For experts who have been pounding the alarm on judge-shopping, Tuesday’s announcement came as a welcome surprise.

“I’m absolutely delighted that courts have recognized the importance of this issue,” Amanda Shanor, assistant professor of legal studies and business ethics at the the Wharton School of the University of Pennsylvania, told TPM. “They appear to have adopted a policy that will address some of the major, most egregious and troublesome forms of judge shopping.”

But even evangelists of judge-shopping reform had some reservations about the press release, which did not link to any policy text and was devoid of details, including about how it would be enforced.

The Judicial Conference did not immediately respond to TPM’s questions about policy text. Judge Jeffrey Sutton, Chief Judge of the Sixth Circuit Court of Appeals, said in a Tuesday press conference that a memo would be circulated to federal judges by the end of the week with final text expected to be published in a few months, per Courthouse News.

The Judicial Conference usually puts out recommendations for lower courts to follow; some experts were unsure whether it has the authority to enforce something more binding.

“The real question is whether the statutes authorize the Judicial Conference itself to promulgate this rule, as distinguished from recommending to the judicial councils of the circuits that they promulgate a rule,” Arthur Hellman, a professor emeritus and expert in federal courts at the University of Pittsburgh’s school of law, told TPM.

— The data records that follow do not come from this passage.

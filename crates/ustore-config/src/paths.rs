use std::path::PathBuf;

pub const CONFIG_ENV_VAR: &str = "USTORE_CONFIG";

pub fn get_config_dir() -> PathBuf {
    let home = std::env::var("HOME").unwrap_or_else(|_| ".".to_string());
    PathBuf::from(home).join(".config").join("ustore")
}

pub fn get_config_path() -> PathBuf {
    match std::env::var_os(CONFIG_ENV_VAR) {
        Some(path) if !path.is_empty() => PathBuf::from(path),
        _ => get_config_dir().join("config.toml"),
    }
}
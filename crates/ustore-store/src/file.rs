use std::fs::{File, OpenOptions};
use std::io::{Read, Seek, SeekFrom, Write};
use std::path::Path;

use fastrace::trace;
use tracing::debug;
use ustore_types::Users;

use crate::lock::{lock_file, LockMode};
use crate::StoreError;

/// An open collection file, positioned wherever the last read or write left it.
pub(crate) struct StoreFile {
    file: File,
}

impl StoreFile {
    /// Opens `path` for read/write, creating an empty file if it is absent.
    #[trace]
    pub(crate) fn open(path: &Path, lock: Option<LockMode>) -> Result<Self, StoreError> {
        let mut options = OpenOptions::new();
        options.read(true).write(true).create(true);
        #[cfg(unix)]
        {
            use std::os::unix::fs::OpenOptionsExt;
            options.mode(0o644);
        }
        let file = options.open(path)?;

        if let Some(mode) = lock {
            lock_file(&file, mode)?;
            debug!("Locked {} ({:?})", path.display(), mode);
        }

        Ok(Self { file })
    }

    /// Reads and decodes the whole collection. Zero bytes is an empty collection.
    #[trace]
    pub(crate) fn read_all(&mut self) -> Result<Users, StoreError> {
        let mut data = Vec::new();
        self.file.read_to_end(&mut data)?;
        debug!("Read {} bytes", data.len());

        if data.is_empty() {
            return Ok(Users::new());
        }

        let users: Option<Users> =
            serde_json::from_slice(&data).map_err(StoreError::MalformedFile)?;
        Ok(users.unwrap_or_default())
    }

    /// Replaces the file contents with the encoded collection.
    #[trace]
    pub(crate) fn write_all(&mut self, users: &Users, pretty: bool) -> Result<(), StoreError> {
        let data = if pretty {
            serde_json::to_vec_pretty(users)?
        } else {
            serde_json::to_vec(users)?
        };

        self.file.set_len(0)?;
        self.file.seek(SeekFrom::Start(0))?;
        self.file.write_all(&data)?;
        self.file.sync_all()?;
        debug!("Wrote {} records ({} bytes)", users.len(), data.len());
        Ok(())
    }
}
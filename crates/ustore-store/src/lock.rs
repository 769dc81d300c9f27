use std::fs::File;

#[derive(Debug, Clone, Copy, PartialEq, Eq)]
pub enum LockMode {
    Shared,
    Exclusive,
}

/// Blocks until an advisory `flock` is held on `file`.
///
/// The lock belongs to the open file description and is released when the
/// handle is closed.
#[cfg(unix)]
pub fn lock_file(file: &File, mode: LockMode) -> Result<(), std::io::Error> {
    use std::os::unix::io::AsRawFd;

    let operation = match mode {
        LockMode::Shared => libc::LOCK_SH,
        LockMode::Exclusive => libc::LOCK_EX,
    };
    let fd = file.as_raw_fd();
    let result = unsafe { libc::flock(fd, operation) };
    if result != 0 {
        return Err(std::io::Error::last_os_error());
    }
    Ok(())
}

#[cfg(not(unix))]
pub fn lock_file(_file: &File, _mode: LockMode) -> Result<(), std::io::Error> {
    Ok(())
}
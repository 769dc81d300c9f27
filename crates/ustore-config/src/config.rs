use serde::{Deserialize, Serialize};
use std::path::Path;
use thiserror::Error;

use crate::paths::get_config_path;

#[derive(Error, Debug)]
pub enum ConfigError {
    #[error("IO error: {0}")]
    Io(#[from] std::io::Error),
    #[error("TOML parse error: {0}")]
    TomlParse(#[from] toml::de::Error),
}

/// How `remove` treats several records sharing one id.
#[derive(Debug, Clone, Copy, Default, PartialEq, Eq, Serialize, Deserialize)]
#[serde(rename_all = "lowercase")]
pub enum RemovePolicy {
    #[default]
    All,
    First,
}

#[derive(Debug, Clone, Serialize, Deserialize, PartialEq, Eq)]
#[serde(deny_unknown_fields)]
pub struct StoreConfig {
    #[serde(default)]
    pub remove: RemovePolicy,
    #[serde(default = "default_lock")]
    pub lock: bool,
    #[serde(default)]
    pub pretty: bool,
}

impl Default for StoreConfig {
    fn default() -> Self {
        Self {
            remove: RemovePolicy::default(),
            lock: default_lock(),
            pretty: false,
        }
    }
}

fn default_lock() -> bool {
    true
}

#[derive(Debug, Clone, Serialize, Deserialize, PartialEq, Eq)]
#[serde(deny_unknown_fields)]
pub struct LogConfig {
    #[serde(default = "default_log_level")]
    pub level: String,
}

impl Default for LogConfig {
    fn default() -> Self {
        Self {
            level: default_log_level(),
        }
    }
}

fn default_log_level() -> String {
    "warn".to_string()
}

#[derive(Debug, Clone, Default, Serialize, Deserialize, PartialEq, Eq)]
#[serde(deny_unknown_fields)]
pub struct Config {
    #[serde(default)]
    pub store: StoreConfig,
    #[serde(default)]
    pub log: LogConfig,
}

impl Config {
    pub fn load() -> Result<Self, ConfigError> {
        Self::load_from(&get_config_path())
    }

    pub fn load_from(config_path: &Path) -> Result<Self, ConfigError> {
        if !config_path.exists() {
            return Ok(Config::default());
        }
        let content = std::fs::read_to_string(config_path)?;
        let config: Config = toml::from_str(&content)?;
        Ok(config)
    }
}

Still a lot of details to work out and it’s not clear what the timeline is, but anything that allows for fewer cases to automatically go to Ken Paxton’s favorite judges is a good thing. There’s still the huge issue of the Fifth Circuit’s lawlessness, but that’s going to have to be addressed by Congress. That’s a matter for another post. For now, let’s hope this goes as far as possible. Kevin Drum has more.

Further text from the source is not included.